» Exercise requirements: Nothing in the records may be altered, so transcribe them exactly.

**** Exercise data

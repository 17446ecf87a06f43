//! EditableTable Component
//!
//! Controlled grid with typed cells. The focused cell is edited through an
//! `InputState`; every change is reported upward through `on_update_row` and
//! the table keeps no draft of its own.

use std::rc::Rc;
use std::sync::Arc;

use gpui::{
    App, AppContext, ClickEvent, Context, Entity, FocusHandle, Focusable, InteractiveElement,
    IntoElement, KeyDownEvent, ParentElement, Render, SharedString, Styled, Subscription, Window,
    div, px,
};
use gpui_component::input::{Input, InputEvent, InputState};
use serde_json::Value;
use tracing::{debug, warn};

use super::column::Column;
use super::static_table::{header_cell, header_row};
use crate::components::primitives::button::{Button, ButtonSize};
use crate::components::primitives::cell_input::CellInput;
use crate::constants::{BLANK_ROW_OPACITY, DEFAULT_ID_KEY, DELETE_COLUMN_WIDTH};
use crate::domain::row::{Row, js_number};
use crate::state::edit_state::{ActiveCell, CellValue, ColumnKind, is_blank_row, releases_focus};
use crate::utils::format::{CurrencyFormat, coerce_number};

type BlankFn = Arc<dyn Fn(&Row) -> bool + Send + Sync>;
type CurrencyFormatFn = Arc<dyn Fn(f64) -> String + Send + Sync>;
type CurrencyParseFn = Arc<dyn Fn(&str) -> f64 + Send + Sync>;
type UpdateHandler = Rc<dyn Fn(&str, &str, CellValue, &mut App)>;
type DeleteHandler = Rc<dyn Fn(&str, &mut App)>;

/// What one editable cell shows
#[derive(Debug, Clone, PartialEq, Eq)]
pub struct CellView {
    pub text: String,
    pub placeholder: String,
    pub disabled: bool,
}

/// Display and write-back rules for an editable grid
#[derive(Clone)]
pub struct EditGrid {
    columns: Arc<[Column]>,
    id_key: SharedString,
    show_delete_button: bool,
    new_entry_placeholder: SharedString,
    currency: CurrencyFormat,
    is_blank: Option<BlankFn>,
    format_currency: Option<CurrencyFormatFn>,
    parse_currency: Option<CurrencyParseFn>,
}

********

» Exercise response:
repository 17446ecf87a06f43
//! EditableTable Component
//!
//! Controlled grid with typed cells. The focused cell is edited through an
//! `InputState`; every change is reported upward through `on_update_row` and
//! the table keeps no draft of its own.

use std::rc::Rc;
use std::sync::Arc;

use gpui::{
    App, AppContext, ClickEvent, Context, Entity, FocusHandle, Focusable, InteractiveElement,
    IntoElement, KeyDownEvent, ParentElement, Render, SharedString, Styled, Subscription, Window,
    div, px,
};
use gpui_component::input::{Input, InputEvent, InputState};
use serde_json::Value;
use tracing::{debug, warn};

use super::column::Column;
use super::static_table::{header_cell, header_row};
use crate::components::primitives::button::{Button, ButtonSize};
use crate::components::primitives::cell_input::CellInput;
use crate::constants::{BLANK_ROW_OPACITY, DEFAULT_ID_KEY, DELETE_COLUMN_WIDTH};
use crate::domain::row::{Row, js_number};
use crate::state::edit_state::{ActiveCell, CellValue, ColumnKind, is_blank_row, releases_focus};
use crate::utils::format::{CurrencyFormat, coerce_number};

type BlankFn = Arc<dyn Fn(&Row) -> bool + Send + Sync>;
type CurrencyFormatFn = Arc<dyn Fn(f64) -> String + Send + Sync>;
type CurrencyParseFn = Arc<dyn Fn(&str) -> f64 + Send + Sync>;
type UpdateHandler = Rc<dyn Fn(&str, &str, CellValue, &mut App)>;
type DeleteHandler = Rc<dyn Fn(&str, &mut App)>;

/// What one editable cell shows
#[derive(Debug, Clone, PartialEq, Eq)]
pub struct CellView {
    pub text: String,
    pub placeholder: String,
    pub disabled: bool,
}

/// Display and write-back rules for an editable grid
#[derive(Clone)]
pub struct EditGrid {
    columns: Arc<[Column]>,
    id_key: SharedString,
    show_delete_button: bool,
    new_entry_placeholder: SharedString,
    currency: CurrencyFormat,
    is_blank: Option<BlankFn>,
    format_currency: Option<CurrencyFormatFn>,
    parse_currency: Option<CurrencyParseFn>,
}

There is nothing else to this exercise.